● Required work:
Your job is to set down the stretch of entries that opens with the line containing "use anyhow::Context;" and closes with the line containing "use crate::emitter::ProbeTransmitter;". Keep both end lines, copy each exactly, and add nothing.

● Data provided:
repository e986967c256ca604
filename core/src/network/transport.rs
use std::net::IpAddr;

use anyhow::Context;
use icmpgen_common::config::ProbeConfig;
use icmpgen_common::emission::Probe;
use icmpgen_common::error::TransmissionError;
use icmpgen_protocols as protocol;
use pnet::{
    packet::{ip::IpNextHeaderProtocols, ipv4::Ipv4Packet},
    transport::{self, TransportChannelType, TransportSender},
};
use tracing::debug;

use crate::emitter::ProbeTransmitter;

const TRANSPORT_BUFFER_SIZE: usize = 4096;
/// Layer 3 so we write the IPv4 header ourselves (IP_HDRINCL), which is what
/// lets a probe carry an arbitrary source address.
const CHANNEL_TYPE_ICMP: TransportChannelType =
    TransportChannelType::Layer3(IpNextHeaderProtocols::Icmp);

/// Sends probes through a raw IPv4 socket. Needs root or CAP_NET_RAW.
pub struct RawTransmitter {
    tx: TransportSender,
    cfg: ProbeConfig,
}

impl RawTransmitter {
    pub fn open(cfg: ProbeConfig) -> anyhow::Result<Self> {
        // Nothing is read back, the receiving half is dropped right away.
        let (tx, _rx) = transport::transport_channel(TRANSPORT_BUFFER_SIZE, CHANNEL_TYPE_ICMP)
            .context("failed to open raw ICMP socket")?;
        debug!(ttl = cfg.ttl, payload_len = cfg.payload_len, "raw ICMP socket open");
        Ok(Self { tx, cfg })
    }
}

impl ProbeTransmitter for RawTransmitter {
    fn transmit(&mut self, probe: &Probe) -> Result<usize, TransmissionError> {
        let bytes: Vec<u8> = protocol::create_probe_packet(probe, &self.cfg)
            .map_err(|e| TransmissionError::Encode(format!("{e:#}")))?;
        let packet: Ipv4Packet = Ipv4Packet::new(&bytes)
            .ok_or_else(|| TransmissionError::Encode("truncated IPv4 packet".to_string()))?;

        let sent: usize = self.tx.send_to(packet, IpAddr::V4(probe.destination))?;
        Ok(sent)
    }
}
==
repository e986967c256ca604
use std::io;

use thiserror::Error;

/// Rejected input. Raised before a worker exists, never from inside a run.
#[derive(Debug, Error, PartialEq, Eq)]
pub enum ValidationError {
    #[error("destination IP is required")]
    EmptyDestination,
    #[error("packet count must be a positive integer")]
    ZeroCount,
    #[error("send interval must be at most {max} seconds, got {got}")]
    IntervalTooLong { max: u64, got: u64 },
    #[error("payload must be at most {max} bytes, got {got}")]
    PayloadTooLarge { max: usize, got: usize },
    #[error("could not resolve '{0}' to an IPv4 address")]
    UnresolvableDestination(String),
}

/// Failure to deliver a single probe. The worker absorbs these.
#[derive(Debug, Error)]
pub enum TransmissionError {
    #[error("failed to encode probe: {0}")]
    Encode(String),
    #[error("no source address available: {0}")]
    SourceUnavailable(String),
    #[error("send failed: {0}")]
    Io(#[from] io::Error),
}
...
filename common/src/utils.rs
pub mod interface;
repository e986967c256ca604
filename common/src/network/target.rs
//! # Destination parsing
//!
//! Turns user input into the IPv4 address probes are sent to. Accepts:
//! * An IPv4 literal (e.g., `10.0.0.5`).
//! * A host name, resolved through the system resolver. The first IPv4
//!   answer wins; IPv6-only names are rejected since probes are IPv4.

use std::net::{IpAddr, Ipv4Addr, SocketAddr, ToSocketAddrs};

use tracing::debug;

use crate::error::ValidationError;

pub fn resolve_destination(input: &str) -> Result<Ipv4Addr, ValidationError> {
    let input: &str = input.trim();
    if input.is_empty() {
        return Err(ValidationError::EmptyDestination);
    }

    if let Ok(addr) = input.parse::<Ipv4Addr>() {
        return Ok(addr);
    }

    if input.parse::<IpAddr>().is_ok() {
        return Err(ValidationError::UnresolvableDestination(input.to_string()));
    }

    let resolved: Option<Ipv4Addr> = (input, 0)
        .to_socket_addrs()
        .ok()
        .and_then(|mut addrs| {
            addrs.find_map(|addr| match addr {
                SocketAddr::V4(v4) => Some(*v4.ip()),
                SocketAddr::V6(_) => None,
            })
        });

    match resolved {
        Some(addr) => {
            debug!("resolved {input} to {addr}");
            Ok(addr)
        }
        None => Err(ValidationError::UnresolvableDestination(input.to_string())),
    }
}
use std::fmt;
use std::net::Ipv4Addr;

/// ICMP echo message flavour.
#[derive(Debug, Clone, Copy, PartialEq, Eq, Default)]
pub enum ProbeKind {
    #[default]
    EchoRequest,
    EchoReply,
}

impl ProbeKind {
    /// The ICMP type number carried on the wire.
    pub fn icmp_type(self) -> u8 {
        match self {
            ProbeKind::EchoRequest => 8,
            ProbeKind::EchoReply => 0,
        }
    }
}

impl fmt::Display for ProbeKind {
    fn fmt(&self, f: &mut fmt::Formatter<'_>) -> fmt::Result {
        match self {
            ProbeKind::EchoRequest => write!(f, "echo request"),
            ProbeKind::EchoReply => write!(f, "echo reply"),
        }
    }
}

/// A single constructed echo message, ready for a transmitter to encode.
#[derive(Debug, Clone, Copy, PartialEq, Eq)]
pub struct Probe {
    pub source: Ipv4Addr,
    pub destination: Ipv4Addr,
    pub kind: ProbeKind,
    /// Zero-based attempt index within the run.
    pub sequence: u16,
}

● Answer:
use anyhow::Context;
use icmpgen_common::config::ProbeConfig;
use icmpgen_common::emission::Probe;
use icmpgen_common::error::TransmissionError;
use icmpgen_protocols as protocol;
use pnet::{
    packet::{ip::IpNextHeaderProtocols, ipv4::Ipv4Packet},
    transport::{self, TransportChannelType, TransportSender},
};
use tracing::debug;

use crate::emitter::ProbeTransmitter;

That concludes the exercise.